Please filter the listing for the string "PortalItemId" and copy each matching line.

Data supplied —

╭──

use serde_json::{Value, json};

pub fn portal_self() -> Value {
    json!({
        "id": "0123456789ABCDEF",
        "name": "Test Portal",
        "urlKey": "test"
    })
}

pub fn search_results(items: &[(&str, &str)]) -> Value {
    let results: Vec<Value> = items
        .iter()
        .map(|(id, title)| {
            json!({
                "id": id,
                "title": title,
                "owner": "tester",
                "type": "Web Map",
                "avgRating": 4.0,
                "numViews": 1200,
                "modified": 1_700_000_000_000i64
            })
        })
        .collect();

    json!({
        "total": results.len(),
        "start": 1,
        "num": 20,
        "nextStart": -1,
        "results": results
    })
}

pub fn web_map(layer_title: &str) -> Value {
    json!({
        "version": "2.31",
        "operationalLayers": [
            { "id": "layer-0", "title": layer_title, "layerType": "ArcGISFeatureLayer" }
        ],
        "baseMap": {
            "title": "Light Gray Canvas",
            "baseMapLayers": [ { "id": "World_Light_Gray_Base", "layerType": "ArcGISTiledMapServiceLayer" } ]
        },
        "spatialReference": { "wkid": 102100, "latestWkid": 3857 }
    })
}

pub fn portal_error(code: i64, message: &str) -> Value {
    json!({ "error": { "code": code, "message": message, "details": [] } })
}
#![cfg(test)]

use async_trait::async_trait;
use std::collections::HashMap;
use std::sync::atomic::{AtomicUsize, Ordering};
use std::sync::{Arc, Mutex};
use tokio::sync::watch;

use crate::backends::traits::{CatalogSearch, MapResolver, SessionProvider};
use crate::models::{
    Basemap, MapLayer, PortalItem, PortalItemId, PortalSession, SearchQuery, WebMap,
};
use crate::ui::notifier::ErrorNotifier;
use crate::utils::PortalError;

/// Holds a mock call in flight until the test opens it.
#[derive(Debug)]
pub struct Gate {
    open: watch::Sender<bool>,
    arrivals: watch::Sender<usize>,
}

impl Gate {
    fn new() -> Self {
        Self {
            open: watch::Sender::new(false),
            arrivals: watch::Sender::new(0),
        }
    }

    async fn pass(&self) {
        self.arrivals.send_modify(|count| *count += 1);
        let mut open = self.open.subscribe();
        let _ = open.wait_for(|open| *open).await;
    }

    pub fn open(&self) {
        self.open.send_replace(true);
    }

    /// Resolve once `count` calls are parked at (or have passed) the gate.
    pub async fn arrived(&self, count: usize) {
        let mut arrivals = self.arrivals.subscribe();
        let _ = arrivals.wait_for(|seen| *seen >= count).await;
    }
}

pub fn item(id: &str, title: &str) -> PortalItem {
    PortalItem::new(id, title)
}

pub fn web_map_for(item: &PortalItem) -> WebMap {
    WebMap {
        item: item.clone(),
        version: Some("2.31".to_string()),
        basemap: Basemap {
            title: "Topographic".to_string(),
            layers: vec![MapLayer {
                id: "World_Topo_Map".to_string(),
                title: None,
                layer_type: Some("ArcGISTiledMapServiceLayer".to_string()),
                url: None,
                visible: true,
                opacity: 1.0,
            }],
        },
        operational_layers: Vec::new(),
        spatial_reference: None,
    }
}

/// Scripted in-memory portal.
#[derive(Debug, Default)]
pub struct MockPortal {
    pub session_calls: AtomicUsize,
    pub featured_calls: AtomicUsize,
    pub search_calls: AtomicUsize,
    pub resolve_calls: AtomicUsize,
    session_error: Mutex<Option<PortalError>>,
    featured: Mutex<Option<Result<Vec<PortalItem>, PortalError>>>,
    searches: Mutex<HashMap<String, Result<Vec<PortalItem>, PortalError>>>,
    maps: Mutex<HashMap<PortalItemId, Result<WebMap, PortalError>>>,
    gates: Mutex<HashMap<String, Arc<Gate>>>,
    queries: Mutex<Vec<SearchQuery>>,
}

impl MockPortal {
    pub fn new() -> Self {
        Self::default()
    }

    pub fn with_featured(self, items: Vec<PortalItem>) -> Self {
        *self.featured.lock().unwrap() = Some(Ok(items));
        self
    }

    pub fn with_featured_error(self, error: PortalError) -> Self {
        *self.featured.lock().unwrap() = Some(Err(error));
        self
    }

    pub fn with_search(self, text: &str, items: Vec<PortalItem>) -> Self {
        self.searches
            .lock()
            .unwrap()
            .insert(text.to_string(), Ok(items));
        self
    }

    pub fn with_search_error(self, text: &str, error: PortalError) -> Self {
        self.searches
            .lock()
            .unwrap()
            .insert(text.to_string(), Err(error));
        self
    }

    pub fn with_map(self, item: &PortalItem) -> Self {
        self.maps
            .lock()
            .unwrap()
            .insert(item.id.clone(), Ok(web_map_for(item)));
        self
    }

    pub fn with_map_error(self, item: &PortalItem, error: PortalError) -> Self {
        self.maps.lock().unwrap().insert(item.id.clone(), Err(error));
        self
    }

    pub fn fail_sessions(&self, error: Option<PortalError>) {
        *self.session_error.lock().unwrap() = error;
    }

    /// Gate keys: `session`, `featured`, `search:<text>`, `resolve:<item id>`.
    pub fn gate(&self, key: &str) -> Arc<Gate> {
        self.gates
            .lock()
            .unwrap()
            .entry(key.to_string())
            .or_insert_with(|| Arc::new(Gate::new()))
            .clone()
    }

    pub fn queries(&self) -> Vec<SearchQuery> {
        self.queries.lock().unwrap().clone()
    }

    async fn pass_gate(&self, key: &str) {
        let gate = self.gates.lock().unwrap().get(key).cloned();
        if let Some(gate) = gate {
            gate.pass().await;
        }
    }
}

#[async_trait]
impl SessionProvider for MockPortal {
    async fn create_session(&self) -> Result<PortalSession, PortalError> {
        self.session_calls.fetch_add(1, Ordering::SeqCst);
        self.pass_gate("session").await;
        if let Some(error) = self.session_error.lock().unwrap().clone() {
            return Err(error);
        }
        Ok(PortalSession::anonymous("https://portal.test"))
    }
}

#[async_trait]
impl CatalogSearch for MockPortal {
    async fn search_featured(
        &self,
        _session: &PortalSession,
    ) -> Result<Vec<PortalItem>, PortalError> {
        self.featured_calls.fetch_add(1, Ordering::SeqCst);
        self.pass_gate("featured").await;
        self.featured
            .lock()
            .unwrap()
            .clone()
            .unwrap_or_else(|| Ok(Vec::new()))
    }

    async fn search(
        &self,
        _session: &PortalSession,
        query: &SearchQuery,
    ) -> Result<Vec<PortalItem>, PortalError> {
        self.search_calls.fetch_add(1, Ordering::SeqCst);
        self.queries.lock().unwrap().push(query.clone());
        self.pass_gate(&format!("search:{}", query.text)).await;
        self.searches
            .lock()
            .unwrap()
            .get(&query.text)
            .cloned()
            .unwrap_or_else(|| Ok(Vec::new()))
    }
}

#[async_trait]
impl MapResolver for MockPortal {
    async fn resolve_map(
        &self,
        item: &PortalItem,
        _session: &PortalSession,
    ) -> Result<WebMap, PortalError> {
        self.resolve_calls.fetch_add(1, Ordering::SeqCst);
        self.pass_gate(&format!("resolve:{}", item.id)).await;
        self.maps
            .lock()
            .unwrap()
            .get(&item.id)
            .cloned()
            .unwrap_or_else(|| {
                Err(PortalError::Load(format!(
                    "Item {} does not exist or is inaccessible.",
                    item.id
                )))
            })
    }
}

/// Notifier that remembers what it was asked to show.
#[derive(Debug, Default)]
pub struct RecordingNotifier {
    shown: Mutex<Vec<(String, String)>>,
}

impl RecordingNotifier {
    pub fn messages(&self) -> Vec<String> {
        self.shown
            .lock()
            .unwrap()
            .iter()
            .map(|(_, message)| message.clone())
            .collect()
    }
}

impl ErrorNotifier for RecordingNotifier {
    fn notify_error(&self, title: &str, message: &str) {
        self.shown
            .lock()
            .unwrap()
            .push((title.to_string(), message.to_string()));
    }
}
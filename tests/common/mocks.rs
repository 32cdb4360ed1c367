use std::sync::Mutex;
use webmap_browser::ErrorNotifier;

#[derive(Debug, Default)]
pub struct RecordingNotifier {
    messages: Mutex<Vec<String>>,
}

impl RecordingNotifier {
    pub fn messages(&self) -> Vec<String> {
        self.messages.lock().unwrap().clone()
    }
}

impl ErrorNotifier for RecordingNotifier {
    fn notify_error(&self, _title: &str, message: &str) {
        self.messages.lock().unwrap().push(message.to_string());
    }
}
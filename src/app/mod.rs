pub mod console_view;

pub use console_view::{ConsoleNotifier, ConsoleView};

use anyhow::{Context, Result};
use std::sync::Arc;
use tracing::info;

use crate::backends::ArcGisPortal;
use crate::config::Config;
use crate::ui::viewmodels::SearchLoadViewModel;

/// Featured maps, an optional search, then the top result loaded as a web map.
pub async fn run(config: Config, query: Option<String>) -> Result<()> {
    let portal = ArcGisPortal::new(
        config.portal.url.clone(),
        config.portal.request_timeout(),
        config.search.clone(),
    )
    .context("Failed to create portal client")?;
    info!("Using portal {}", portal.portal_url());

    let vm = SearchLoadViewModel::new(
        Arc::new(portal),
        Arc::new(ConsoleNotifier),
        config.search.clone(),
    );
    let _view = ConsoleView::attach(&vm);

    if let Some(initial_load) = vm.take_initial_load() {
        initial_load
            .await
            .context("Featured items task panicked")?;
    }
    print!(
        "{}",
        ConsoleView::render_results("Featured web maps", &vm.search_results().get())
    );

    if let Some(query) = query {
        vm.set_search_text(query.clone());
        if let Some(search) = vm.search_command().execute(()) {
            search.await.context("Search task panicked")?;
        }
        print!(
            "{}",
            ConsoleView::render_results(&format!("Results for '{}'", query), &vm.search_results().get())
        );
    }

    let top = vm.search_results().get().into_iter().next();
    if let Some(load) = vm.load_map_command().execute(top) {
        let outcome = load.await.context("Load task panicked")?;
        if let (true, Some(map)) = (outcome.is_completed(), vm.loaded_map().get()) {
            print!("{}", ConsoleView::render_map(&map));
        }
    }

    Ok(())
}
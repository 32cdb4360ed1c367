pub mod errors;

pub use errors::PortalError;
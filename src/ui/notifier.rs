use tracing::error;

/// Blocking, user-facing failure notification (a message box in a GUI).
///
/// Implementations return only once the user has been told, and may block
/// while doing so. View models call this on Tokio's blocking pool, never on a
/// runtime worker; a GUI implementation that must run on its own UI thread
/// should marshal the call there and wait for it.
pub trait ErrorNotifier: Send + Sync + std::fmt::Debug {
    fn notify_error(&self, title: &str, message: &str);
}

/// Reports failures through the log only.
#[derive(Debug, Default, Clone, Copy)]
pub struct LogNotifier;

impl ErrorNotifier for LogNotifier {
    fn notify_error(&self, title: &str, message: &str) {
        error!("{}: {}", title, message);
    }
}
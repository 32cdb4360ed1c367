use crate::common::fixtures;
use crate::common::mocks::RecordingNotifier;
use crate::common::{WEB_MAP_FILTER, mock_json, mock_search, portal_for};
use mockito::{Matcher, Server};
use std::sync::Arc;
use webmap_browser::{OperationOutcome, PortalError, SearchLoadViewModel, SearchSettings};

#[tokio::test]
async fn test_featured_search_and_load_against_portal() {
    let mut server = Server::new_async().await;
    let _self = mock_json(
        &mut server,
        "/sharing/rest/portals/self",
        Matcher::Any,
        fixtures::portal_self(),
    )
    .await;
    let _featured = mock_search(
        &mut server,
        WEB_MAP_FILTER,
        fixtures::search_results(&[("f1", "Featured Topo"), ("f2", "Featured Imagery")]),
    )
    .await;
    let _rivers = mock_search(
        &mut server,
        &format!("rivers {}", WEB_MAP_FILTER),
        fixtures::search_results(&[("r1", "Major Rivers"), ("r2", "River Gauges")]),
    )
    .await;
    let _data = mock_json(
        &mut server,
        "/sharing/rest/content/items/r1/data",
        Matcher::Any,
        fixtures::web_map("Rivers"),
    )
    .await;

    let notifier = Arc::new(RecordingNotifier::default());
    let vm = SearchLoadViewModel::new(
        Arc::new(portal_for(&server)),
        notifier.clone(),
        SearchSettings::default(),
    );

    let featured = vm.take_initial_load().unwrap().await.unwrap();
    assert_eq!(featured, OperationOutcome::Completed);
    let titles: Vec<_> = vm.search_results().get().into_iter().map(|i| i.title).collect();
    assert_eq!(titles, vec!["Featured Topo", "Featured Imagery"]);
    assert_eq!(
        vm.session().unwrap().portal_name.as_deref(),
        Some("Test Portal")
    );

    vm.set_search_text("rivers");
    let searched = vm.search_command().execute(()).unwrap().await.unwrap();
    assert_eq!(searched, OperationOutcome::Completed);
    let results = vm.search_results().get();
    assert_eq!(results.len(), 2);
    assert_eq!(results[0].id.as_str(), "r1");

    let loaded = vm
        .load_map_command()
        .execute(Some(results[0].clone()))
        .unwrap()
        .await
        .unwrap();
    assert_eq!(loaded, OperationOutcome::Completed);

    let map = vm.loaded_map().get().unwrap();
    assert_eq!(map.title(), "Major Rivers");
    assert_eq!(map.basemap.title, "Light Gray Canvas");
    assert_eq!(vm.selected_item().get().unwrap().id.as_str(), "r1");
    assert!(!vm.is_busy().get());
    assert!(notifier.messages().is_empty());
}

#[tokio::test]
async fn test_unreachable_item_is_reported_and_state_kept() {
    let mut server = Server::new_async().await;
    let _self = mock_json(
        &mut server,
        "/sharing/rest/portals/self",
        Matcher::Any,
        fixtures::portal_self(),
    )
    .await;
    let _featured = mock_search(
        &mut server,
        WEB_MAP_FILTER,
        fixtures::search_results(&[("gone", "Deleted Map")]),
    )
    .await;
    let _data = mock_json(
        &mut server,
        "/sharing/rest/content/items/gone/data",
        Matcher::Any,
        fixtures::portal_error(400, "Item does not exist or is inaccessible."),
    )
    .await;

    let notifier = Arc::new(RecordingNotifier::default());
    let vm = SearchLoadViewModel::new(
        Arc::new(portal_for(&server)),
        notifier.clone(),
        SearchSettings::default(),
    );
    vm.take_initial_load().unwrap().await.unwrap();

    let item = vm.search_results().get().into_iter().next();
    let outcome = vm.load_map_command().execute(item).unwrap().await.unwrap();

    assert!(matches!(outcome, OperationOutcome::Failed(PortalError::Load(_))));
    assert!(vm.loaded_map().get().is_none());
    assert!(vm.selected_item().get().is_none());
    assert!(!vm.is_busy().get());
    assert_eq!(notifier.messages().len(), 1);
    assert!(notifier.messages()[0].contains("Item does not exist or is inaccessible."));
}

#[tokio::test]
async fn test_unreachable_portal_is_reported_for_every_operation() {
    let mut server = Server::new_async().await;
    let _self = server
        .mock("GET", "/sharing/rest/portals/self")
        .match_query(Matcher::Any)
        .with_status(500)
        .with_body("internal error")
        .create_async()
        .await;

    let notifier = Arc::new(RecordingNotifier::default());
    let vm = SearchLoadViewModel::new(
        Arc::new(portal_for(&server)),
        notifier.clone(),
        SearchSettings::default(),
    );

    let featured = vm.take_initial_load().unwrap().await.unwrap();
    assert!(matches!(featured, OperationOutcome::Failed(PortalError::Connection(_))));

    let searched = vm.search("anything").await;
    assert!(matches!(searched, OperationOutcome::Failed(PortalError::Connection(_))));

    assert!(vm.search_results().get().is_empty());
    assert!(vm.last_error().get().is_some());
    assert_eq!(notifier.messages().len(), 2);
    assert!(!vm.is_busy().get());
}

╰──

Solution —
    Basemap, MapLayer, PortalItem, PortalItemId, PortalSession, SearchQuery, WebMap,
    maps: Mutex<HashMap<PortalItemId, Result<WebMap, PortalError>>>,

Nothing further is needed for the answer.